其次看你作的蛋白的需求量,如果仅需要10ug左右,就不要搞很高的浓度,因为定量时稀释倍数太大,结果就会很差。同时上样量太少误差就很明显。把上样体积定在10-20ul最好。
我做细胞比较多,收集了一些裂解细胞的方法,仅供参考:
1) 全细胞裂解液150mmol/L NaCl, 1mmol/L EGTA, 50mmol/L Tris-HCl(pH 7.4), 1%NP-40, 0.5μg/ml Leupeptin, 0.7μg/ml Pepstatin A, 50μg/ml PMSF, 2.2μg/ml Aprotinin。
在4℃条件下,按5×106个细胞加100ul含有蛋白酶抑制剂的细胞裂解液,蛋白酶抑制剂用前临时加入。在冰上反应30min后,4℃,12000r/min离心10min收集上清,-80℃保存备用。
2)胞浆蛋白、胞核蛋白抽提裂解液及操作步骤:
a)胞浆蛋白抽提液:10 mM HEPES (PH7.8), 15 mMKCl, 10% N P-40, 0.1mM EDTA , 1 mM DTT, 1 mM MgCl2,使用前加蛋白酶抑制剂终浓度为100μg/ml PMSF, 2.35μg/ml aprotinin, and 5μg/ml leupeptin,0.7μg/ml。4℃储存。
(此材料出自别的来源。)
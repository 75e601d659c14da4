//! Blocking delay provider backed by the OS scheduler

use std::thread;
use std::time::Duration;

use embedded_hal::delay::DelayNs;

/// `DelayNs` implementation that sleeps the calling thread
///
/// Sub-millisecond pauses are only as precise as the OS allows; the link's
/// byte delay is a minimum, not an exact interval.
#[derive(Debug, Clone, Copy, Default)]
pub struct StdDelay;

impl DelayNs for StdDelay {
    fn delay_ns(&mut self, ns: u32) {
        thread::sleep(Duration::from_nanos(ns as u64));
    }

    fn delay_ms(&mut self, ms: u32) {
        thread::sleep(Duration::from_millis(ms as u64));
    }
}
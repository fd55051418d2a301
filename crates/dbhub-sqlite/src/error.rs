use thiserror::Error;

#[derive(Error, Debug)]
pub enum ReaderError {
    #[error("Not a readable SQLite database: {0}")]
    InvalidDatabase(String),

    #[error("Database contains no tables")]
    NoTables,

    #[error("Table not found: {0}")]
    TableNotFound(String),

    #[error("Unknown identifier: {0}")]
    InvalidIdentifier(String),

    #[error("Query failed: {0}")]
    QueryFailed(#[from] rusqlite::Error),

    #[error("I/O error: {0}")]
    Io(#[from] std::io::Error),

    #[error("CSV error: {0}")]
    Csv(#[from] csv::Error),

    #[error("Reader task failed: {0}")]
    Task(String),
}
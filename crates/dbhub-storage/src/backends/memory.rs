//! In-process object store for local development and tests

use std::collections::HashMap;

use async_trait::async_trait;
use bytes::Bytes;
use futures::StreamExt;
use tokio::sync::RwLock;
use tracing::debug;

use crate::error::StorageError;
use crate::store::{ObjectStore, ObjectStream};

#[derive(Debug, Clone)]
struct StoredObject {
    body: Bytes,
    content_type: String,
}

#[derive(Default)]
pub struct MemoryObjectStore {
    objects: RwLock<HashMap<(String, String), StoredObject>>,
}

impl MemoryObjectStore {
    pub fn new() -> Self {
        Self::default()
    }

    pub async fn content_type(&self, bucket: &str, id: &str) -> Option<String> {
        self.objects
            .read()
            .await
            .get(&(bucket.to_string(), id.to_string()))
            .map(|o| o.content_type.clone())
    }

    pub async fn len(&self) -> usize {
        self.objects.read().await.len()
    }
}

#[async_trait]
impl ObjectStore for MemoryObjectStore {
    async fn get(&self, bucket: &str, id: &str) -> Result<ObjectStream, StorageError> {
        debug!("GET {}/{}", bucket, id);
        let objects = self.objects.read().await;
        let object = objects
            .get(&(bucket.to_string(), id.to_string()))
            .ok_or_else(|| StorageError::not_found(bucket, id))?;

        let body = object.body.clone();
        Ok(futures::stream::once(async move { Ok(body) }).boxed())
    }

    async fn put(
        &self,
        bucket: &str,
        id: &str,
        body: Bytes,
        content_type: &str,
    ) -> Result<u64, StorageError> {
        let size = body.len() as u64;
        debug!("PUT {}/{} ({} bytes)", bucket, id, size);
        self.objects.write().await.insert(
            (bucket.to_string(), id.to_string()),
            StoredObject {
                body,
                content_type: content_type.to_string(),
            },
        );
        Ok(size)
    }

    async fn ensure_bucket(&self, _bucket: &str) -> Result<(), StorageError> {
        Ok(())
    }
}

#[cfg(test)]
mod tests {
    use super::*;
    use crate::store::read_to_end;

    #[tokio::test]
    async fn test_put_then_get_returns_same_bytes() {
        let store = MemoryObjectStore::new();
        let body = Bytes::from_static(b"SQLite format 3\0rest");

        let size = store
            .put("alice", "abc12345.db", body.clone(), "application/x-sqlite3")
            .await
            .unwrap();
        assert_eq!(size, body.len() as u64);

        let stream = store.get("alice", "abc12345.db").await.unwrap();
        assert_eq!(read_to_end(stream).await.unwrap(), body);
        assert_eq!(
            store.content_type("alice", "abc12345.db").await.as_deref(),
            Some("application/x-sqlite3")
        );
    }

    #[tokio::test]
    async fn test_missing_object_is_not_found() {
        let store = MemoryObjectStore::new();
        match store.get("alice", "missing.db").await {
            Err(StorageError::NotFound { bucket, id }) => {
                assert_eq!(bucket, "alice");
                assert_eq!(id, "missing.db");
            }
            _ => panic!("Expected NotFound"),
        }
    }

    #[tokio::test]
    async fn test_buckets_are_separate_namespaces() {
        let store = MemoryObjectStore::new();
        store
            .put("alice", "same.db", Bytes::from_static(b"a"), "application/x-sqlite3")
            .await
            .unwrap();

        assert!(store.get("bob", "same.db").await.is_err());
        assert_eq!(store.len().await, 1);
    }
}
b)胞核裂解液:20mM HEPES (7.9),10mM KCl , 1mM EDTA,1mM EGTA,1mM DTT, 20 mM NaF, 1 mM Na4P2O7,1 mMNa3VO4, 420mM NaCl, 20%glycerol, 使用前加100μg/ml PMSF, 2.35μg/ml aprotinin, and 5μg/ml leupeptin,0.7μg/ml。4℃储存
c)蛋白抽提:细胞5x l06,用PBS(PH7.2)洗1次,以下在冰上操作。弃上清,加入100-150μl胞浆裂解液,混悬,冰上肿胀15min,再剧烈震荡涡动10s。10000g,离心20s(4o):仔细吸取全部上清,为胞浆蛋白-80o保存备用。沉淀加核蛋白裂解液50-100μl混悬,冰浴30min,间以搅拌。12000g,5min取上清分装,为胞核蛋白-80o保存备用。